(Information begins)
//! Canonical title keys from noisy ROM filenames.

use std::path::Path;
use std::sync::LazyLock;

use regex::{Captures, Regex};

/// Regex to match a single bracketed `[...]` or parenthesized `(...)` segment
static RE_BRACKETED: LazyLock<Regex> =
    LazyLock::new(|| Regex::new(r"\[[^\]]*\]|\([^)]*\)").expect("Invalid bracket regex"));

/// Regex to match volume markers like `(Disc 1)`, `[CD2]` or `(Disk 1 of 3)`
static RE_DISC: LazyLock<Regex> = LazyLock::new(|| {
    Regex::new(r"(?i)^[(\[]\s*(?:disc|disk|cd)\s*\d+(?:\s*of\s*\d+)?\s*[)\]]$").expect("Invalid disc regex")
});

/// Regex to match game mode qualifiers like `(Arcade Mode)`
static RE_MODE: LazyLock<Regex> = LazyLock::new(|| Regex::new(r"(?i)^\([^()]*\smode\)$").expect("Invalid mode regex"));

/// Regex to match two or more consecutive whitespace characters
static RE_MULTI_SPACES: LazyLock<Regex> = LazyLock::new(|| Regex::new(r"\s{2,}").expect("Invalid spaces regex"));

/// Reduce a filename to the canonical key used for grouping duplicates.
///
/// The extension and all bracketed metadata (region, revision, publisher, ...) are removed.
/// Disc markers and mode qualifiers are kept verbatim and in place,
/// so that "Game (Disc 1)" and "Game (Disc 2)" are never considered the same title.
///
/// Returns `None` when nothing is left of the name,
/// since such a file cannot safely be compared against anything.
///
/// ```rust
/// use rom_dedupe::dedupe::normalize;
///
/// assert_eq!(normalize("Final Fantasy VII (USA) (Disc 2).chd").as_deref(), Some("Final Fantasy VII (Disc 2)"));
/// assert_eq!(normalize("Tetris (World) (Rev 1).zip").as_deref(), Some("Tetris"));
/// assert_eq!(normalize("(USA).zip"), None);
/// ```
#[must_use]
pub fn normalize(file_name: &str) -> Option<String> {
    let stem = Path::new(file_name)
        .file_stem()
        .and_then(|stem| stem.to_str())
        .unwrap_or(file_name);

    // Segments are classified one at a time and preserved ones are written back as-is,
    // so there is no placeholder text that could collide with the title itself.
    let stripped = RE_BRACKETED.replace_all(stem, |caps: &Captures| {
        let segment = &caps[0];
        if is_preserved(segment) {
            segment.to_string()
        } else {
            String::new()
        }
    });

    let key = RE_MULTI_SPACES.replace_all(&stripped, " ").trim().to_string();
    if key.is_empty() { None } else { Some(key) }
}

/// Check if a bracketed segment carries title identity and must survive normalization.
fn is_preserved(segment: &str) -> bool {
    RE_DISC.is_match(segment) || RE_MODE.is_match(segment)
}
(Information ends)
(Information begins)
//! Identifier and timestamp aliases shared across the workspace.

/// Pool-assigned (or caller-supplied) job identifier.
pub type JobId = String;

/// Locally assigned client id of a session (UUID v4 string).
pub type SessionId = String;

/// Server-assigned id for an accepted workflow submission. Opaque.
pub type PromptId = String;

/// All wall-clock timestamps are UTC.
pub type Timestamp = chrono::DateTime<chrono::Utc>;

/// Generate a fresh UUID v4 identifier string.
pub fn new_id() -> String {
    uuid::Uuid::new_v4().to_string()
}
(Information ends)
(Information begins)
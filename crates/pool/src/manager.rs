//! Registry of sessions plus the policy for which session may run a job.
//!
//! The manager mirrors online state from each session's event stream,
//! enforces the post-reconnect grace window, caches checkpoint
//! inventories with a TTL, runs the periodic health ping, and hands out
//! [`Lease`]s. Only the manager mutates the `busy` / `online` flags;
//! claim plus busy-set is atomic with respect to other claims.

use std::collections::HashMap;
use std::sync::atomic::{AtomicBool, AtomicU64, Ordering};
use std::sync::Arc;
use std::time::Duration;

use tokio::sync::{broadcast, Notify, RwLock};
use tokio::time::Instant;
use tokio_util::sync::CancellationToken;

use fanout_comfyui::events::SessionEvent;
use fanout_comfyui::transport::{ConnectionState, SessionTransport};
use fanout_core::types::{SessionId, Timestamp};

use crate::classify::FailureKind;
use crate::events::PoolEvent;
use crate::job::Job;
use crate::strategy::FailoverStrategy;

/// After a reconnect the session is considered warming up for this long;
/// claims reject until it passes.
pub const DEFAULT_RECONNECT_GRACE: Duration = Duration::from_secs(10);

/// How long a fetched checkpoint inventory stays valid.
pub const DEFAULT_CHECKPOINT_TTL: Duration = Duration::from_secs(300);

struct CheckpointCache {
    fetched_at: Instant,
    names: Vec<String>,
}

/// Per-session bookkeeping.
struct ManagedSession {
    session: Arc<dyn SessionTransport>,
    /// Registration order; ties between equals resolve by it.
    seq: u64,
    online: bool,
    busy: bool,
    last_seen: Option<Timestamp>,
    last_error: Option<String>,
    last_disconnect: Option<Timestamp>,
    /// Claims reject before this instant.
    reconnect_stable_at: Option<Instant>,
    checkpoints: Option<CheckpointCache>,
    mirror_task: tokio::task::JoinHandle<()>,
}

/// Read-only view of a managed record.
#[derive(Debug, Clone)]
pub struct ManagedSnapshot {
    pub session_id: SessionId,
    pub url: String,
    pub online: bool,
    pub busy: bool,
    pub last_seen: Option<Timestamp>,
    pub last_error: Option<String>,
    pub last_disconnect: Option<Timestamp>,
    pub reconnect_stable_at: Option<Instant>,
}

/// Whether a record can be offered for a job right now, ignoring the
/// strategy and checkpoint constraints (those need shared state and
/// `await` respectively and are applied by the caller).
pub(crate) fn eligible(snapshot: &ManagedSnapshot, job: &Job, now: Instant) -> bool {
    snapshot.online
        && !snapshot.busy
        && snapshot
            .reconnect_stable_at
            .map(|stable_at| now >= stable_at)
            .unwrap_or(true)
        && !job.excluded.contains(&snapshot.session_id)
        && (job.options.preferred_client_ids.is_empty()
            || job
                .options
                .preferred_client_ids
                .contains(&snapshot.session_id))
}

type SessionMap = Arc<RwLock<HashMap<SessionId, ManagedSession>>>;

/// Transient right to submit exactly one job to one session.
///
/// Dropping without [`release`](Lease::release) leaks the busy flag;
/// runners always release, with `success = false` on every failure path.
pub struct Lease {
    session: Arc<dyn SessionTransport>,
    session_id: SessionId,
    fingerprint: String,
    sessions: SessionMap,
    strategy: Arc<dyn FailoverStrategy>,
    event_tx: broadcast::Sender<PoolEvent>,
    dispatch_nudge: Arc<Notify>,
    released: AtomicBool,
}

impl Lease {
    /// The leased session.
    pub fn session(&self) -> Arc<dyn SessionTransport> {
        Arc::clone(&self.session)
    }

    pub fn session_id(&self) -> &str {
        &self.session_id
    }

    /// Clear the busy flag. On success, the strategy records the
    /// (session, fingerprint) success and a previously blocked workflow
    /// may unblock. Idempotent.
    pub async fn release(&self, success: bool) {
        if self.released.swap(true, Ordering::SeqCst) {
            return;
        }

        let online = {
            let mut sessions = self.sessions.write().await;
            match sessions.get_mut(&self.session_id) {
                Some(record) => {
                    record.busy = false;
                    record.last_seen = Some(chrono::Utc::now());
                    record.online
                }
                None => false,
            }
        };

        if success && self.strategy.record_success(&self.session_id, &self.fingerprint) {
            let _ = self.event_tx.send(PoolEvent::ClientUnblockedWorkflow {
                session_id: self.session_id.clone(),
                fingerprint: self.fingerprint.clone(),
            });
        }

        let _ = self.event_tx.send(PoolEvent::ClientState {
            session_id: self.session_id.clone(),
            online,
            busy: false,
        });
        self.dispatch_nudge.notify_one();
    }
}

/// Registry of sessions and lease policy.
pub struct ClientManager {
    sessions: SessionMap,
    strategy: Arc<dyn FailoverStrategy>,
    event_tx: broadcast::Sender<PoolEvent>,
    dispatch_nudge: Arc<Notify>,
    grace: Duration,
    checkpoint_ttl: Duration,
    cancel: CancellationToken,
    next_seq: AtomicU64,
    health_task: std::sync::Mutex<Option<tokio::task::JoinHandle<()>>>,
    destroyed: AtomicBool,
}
(Information ends)
What to produce
In the material above, transcribe exactly the lines beginning at the one with "noisy ROM filenames." and ending at the one with "consecutive whitespace characters", both included.

Written response
//! Canonical title keys from noisy ROM filenames.

use std::path::Path;
use std::sync::LazyLock;

use regex::{Captures, Regex};

/// Regex to match a single bracketed `[...]` or parenthesized `(...)` segment
static RE_BRACKETED: LazyLock<Regex> =
    LazyLock::new(|| Regex::new(r"\[[^\]]*\]|\([^)]*\)").expect("Invalid bracket regex"));

/// Regex to match volume markers like `(Disc 1)`, `[CD2]` or `(Disk 1 of 3)`
static RE_DISC: LazyLock<Regex> = LazyLock::new(|| {
    Regex::new(r"(?i)^[(\[]\s*(?:disc|disk|cd)\s*\d+(?:\s*of\s*\d+)?\s*[)\]]$").expect("Invalid disc regex")
});

/// Regex to match game mode qualifiers like `(Arcade Mode)`
static RE_MODE: LazyLock<Regex> = LazyLock::new(|| Regex::new(r"(?i)^\([^()]*\smode\)$").expect("Invalid mode regex"));

/// Regex to match two or more consecutive whitespace characters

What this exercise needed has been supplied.